Enter: high carb veganism. Also referred to as Raw Till Four, HCLF and 80/10/10, eating this way follows the basis of eating an abundance of high carbohydrate, low fat, low sodium plant foods. It's not something I truly believe is sustainable, but I'm always up to trial alternative ways of eating before I judge them.
Being the foodie that I am, I still don't find the idea of eating oil-free baked potato wedges for dinner all that appealing. So I got to work in the kitchen to develop a HCLF friendly pizza that my hungry self happily devoured.
The crust on this pizza has a wonderful texture and holds up better than any other wheat free pizza I've ever tried.
Lemons, widely regarded as a rich source of vitamin C, are also a great addition to meals in which you wish to limit salt. Simply squeeze through near the end of cooking time, and you're sorted.
This pizza is...
- Perfect for anyone with high blood pressure,
- Oil free with chia seeds for healthy fats,
- ... and a great way to use up any leftover veggies in the fridge.
Oil Free Pizza
FOR THE BASE
- 2 tbsp chia seeds + 6 tbsp water left to sit until gelatinous
- 1 cup brown rice flour
- 1 cup oats, ground into flour
- 1/3 cup arrowroot flour
- 2 tsp baking powder
- Juice of 1/2 large lemon
- Black pepper to taste
- 1 tbsp dried italian herbs
- 2 cloves minced garlic
- 1/2 tbsp onion flakes
- 90g applesauce/puree
- 1/4 cup cold, refrigerated water
FOR THE TOPPINGS
- Organic, low sodium tomato paste/passata
- Thinly sliced button mushrooms
- 1 small red onion (Sauteed in a splash of water and a teaspoon coconut sugar)

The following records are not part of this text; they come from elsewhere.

#[cfg(test)]
mod tests {
    use super::*;

    const SAMPLE: &str = r#"{
        "type": "FeatureCollection",
        "features": [
            {
                "type": "Feature",
                "properties": {"sigla": "SP", "name": "São Paulo"},
                "geometry": {
                    "type": "Polygon",
                    "coordinates": [[[-53.0, -25.0], [-44.0, -25.0], [-44.0, -20.0], [-53.0, -20.0], [-53.0, -25.0]]]
                }
            },
            {
                "type": "Feature",
                "properties": {"UF": "RJ"},
                "geometry": {
                    "type": "MultiPolygon",
                    "coordinates": [
                        [[[-44.0, -23.0, 0.0], [-41.0, -23.0, 0.0], [-41.0, -21.0, 0.0], [-44.0, -21.0, 0.0]]],
                        [[[-44.5, -23.3], [-44.2, -23.3], [-44.2, -23.1]]]
                    ]
                }
            },
            {
                "type": "Feature",
                "properties": {"name": "no code"},
                "geometry": {"type": "Polygon", "coordinates": [[[0, 0], [1, 0], [1, 1]]]}
            },
            {
                "type": "Feature",
                "properties": null,
                "geometry": null
            },
            {
                "type": "Feature",
                "properties": {"sigla": "DF"},
                "geometry": {"type": "Point", "coordinates": [-47.9, -15.8]}
            }
        ]
    }"#;

    fn triangle_area(ring: &[Point], t: &[usize; 3]) -> f64 {
        cross(ring[t[0]], ring[t[1]], ring[t[2]]) / 2.0
    }

    #[test]
    fn test_parse_geojson() {
        let geometry = MapGeometry::from_geojson(SAMPLE).unwrap();
        assert_eq!(geometry.source, GeometrySource::GeoJson);

        let codes: Vec<&str> = geometry.regions.iter().map(|r| r.code.as_str()).collect();
        assert_eq!(codes, vec!["RJ", "SP"]);

        let rj = &geometry.regions[0];
        assert_eq!(rj.polygons.len(), 2);
    }

    #[test]
    fn test_parse_geojson_without_states() {
        let text = r#"{"type": "FeatureCollection", "features": []}"#;
        assert!(matches!(MapGeometry::from_geojson(text), Err(GeoError::NoRegions)));
        assert!(matches!(MapGeometry::from_geojson("{"), Err(GeoError::Parse(_))));
    }

    #[test]
    fn test_region_at_projected_point() {
        let geometry = MapGeometry::from_geojson(SAMPLE).unwrap();

        let inside_sp = project(-50.0, -22.0);
        assert_eq!(geometry.region_at(inside_sp).map(|r| r.code.as_str()), Some("SP"));

        let inside_rj = project(-42.0, -22.0);
        assert_eq!(geometry.region_at(inside_rj).map(|r| r.code.as_str()), Some("RJ"));

        let ocean = project(-30.0, -22.0);
        assert!(geometry.region_at(ocean).is_none());
    }

    #[test]
    fn test_project_orientation() {
        let south = project(-50.0, -25.0);
        let north = project(-50.0, -20.0);
        let east = project(-45.0, -25.0);
        assert!(north[1] > south[1]);
        assert!(east[0] > south[0]);
        assert!(project(0.0, 90.0)[1].is_finite());
    }

    #[test]
    fn test_tile_grid_has_every_state() {
        let geometry = MapGeometry::tile_grid();
        assert!(geometry.is_tile_grid());
        assert_eq!(geometry.regions.len(), 27);

        let sp = geometry.regions.iter().find(|r| r.code.as_str() == "SP").unwrap();
        assert_eq!(geometry.region_at(sp.label_pos).map(|r| r.code.as_str()), Some("SP"));
    }

    #[test]
    fn test_triangulate_concave_ring() {
        // An "L" shape, clockwise to exercise the orientation fix
        let ring = vec![
            [0.0, 0.0],
            [0.0, 2.0],
            [1.0, 2.0],
            [1.0, 1.0],
            [2.0, 1.0],
            [2.0, 0.0],
        ];
        let triangles = triangulate(&ring);
        assert_eq!(triangles.len(), 4);

        let total: f64 = triangles.iter().map(|t| triangle_area(&ring, t)).sum();
        assert!((total - 3.0).abs() < 1e-9);
        assert!(triangles.iter().all(|t| triangle_area(&ring, t) > 0.0));
    }

    #[test]
    fn test_triangulate_degenerate_input() {
        assert!(triangulate(&[[0.0, 0.0], [1.0, 1.0]]).is_empty());

        // Collinear points are dropped without producing slivers
        let ring = vec![[0.0, 0.0], [1.0, 0.0], [2.0, 0.0], [2.0, 2.0], [0.0, 2.0]];
        let total: f64 = triangulate(&ring).iter().map(|t| triangle_area(&ring, t)).sum();
        assert!((total - 4.0).abs() < 1e-9);
    }

    #[test]
    fn test_simplify_drops_close_and_closing_points() {
        let ring = vec![[0.0, 0.0], [0.001, 0.0], [1.0, 0.0], [1.0, 1.0], [0.0, 0.0]];
        assert_eq!(simplify(&ring, 0.01), vec![[0.0, 0.0], [1.0, 0.0], [1.0, 1.0]]);
    }

    #[test]
    fn test_ring_contains_with_hole() {
        let outer = vec![[0.0, 0.0], [4.0, 0.0], [4.0, 4.0], [0.0, 4.0]];
        let hole = vec![[1.0, 1.0], [3.0, 1.0], [3.0, 3.0], [1.0, 3.0]];
        let polygon = Polygon::new(outer, vec![hole]);

        assert!(polygon.contains([0.5, 0.5]));
        assert!(!polygon.contains([2.0, 2.0]));
        assert!(!polygon.contains([5.0, 2.0]));
    }

    #[test]
    fn test_viewport_round_trip_and_fit() {
        let geometry = MapGeometry::tile_grid();
        let viewport = geometry.viewport([10.0, 20.0], [600.0, 800.0], 16.0);

        let p = [2.5, -4.5];
        let back = viewport.to_map(viewport.to_screen(p));
        assert!((back[0] - p[0]).abs() < 1e-9 && (back[1] - p[1]).abs() < 1e-9);

        let bounds = geometry.bounds;
        let top_left = viewport.to_screen([bounds.min[0], bounds.max[1]]);
        let bottom_right = viewport.to_screen([bounds.max[0], bounds.min[1]]);
        assert!(top_left[0] >= 26.0 - 1e-9 && top_left[1] >= 36.0 - 1e-9);
        assert!(bottom_right[0] <= 594.0 + 1e-9 && bottom_right[1] <= 804.0 + 1e-9);
    }
}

- Organic cherry tomatoes, halved
- Organic rocket
- Any other plant food you'd like! Baked pumpkin cubes, zucchini, olives, pineapple...
The How To
- Preheat oven to 180°C and combine all dry ingredients for the dough (both flours, arrowroot, pepper, herbs and onion) with a fork.
- Now, still using the fork, stir through the chia mix, lemon, garlic, water, and applesauce.
- Spread the dough out into a pizza pan lined with baking paper and par-bake the dough for 20 minutes before topping.
- While the pizza is cooking, thinly slice your mushrooms and halve your cherry tomatoes. Set these aside and prep any other veggies you wish to use.
- To make the caramelised onion, thinly slice your onion into rounds and cut each round in half. Heat about a tablespoon of water in a small frying pan and once the water is hot, add in your onions. Cook for about 2 minutes, add a teaspoon of coconut sugar, and then cook for a further 1-2 minutes or until caramelised. Set aside.
- Once the pizza is done baking, spread it with tomato paste, add your toppings and return to the oven for a further 10 minutes.
- Scatter the pizza with rocket and serve!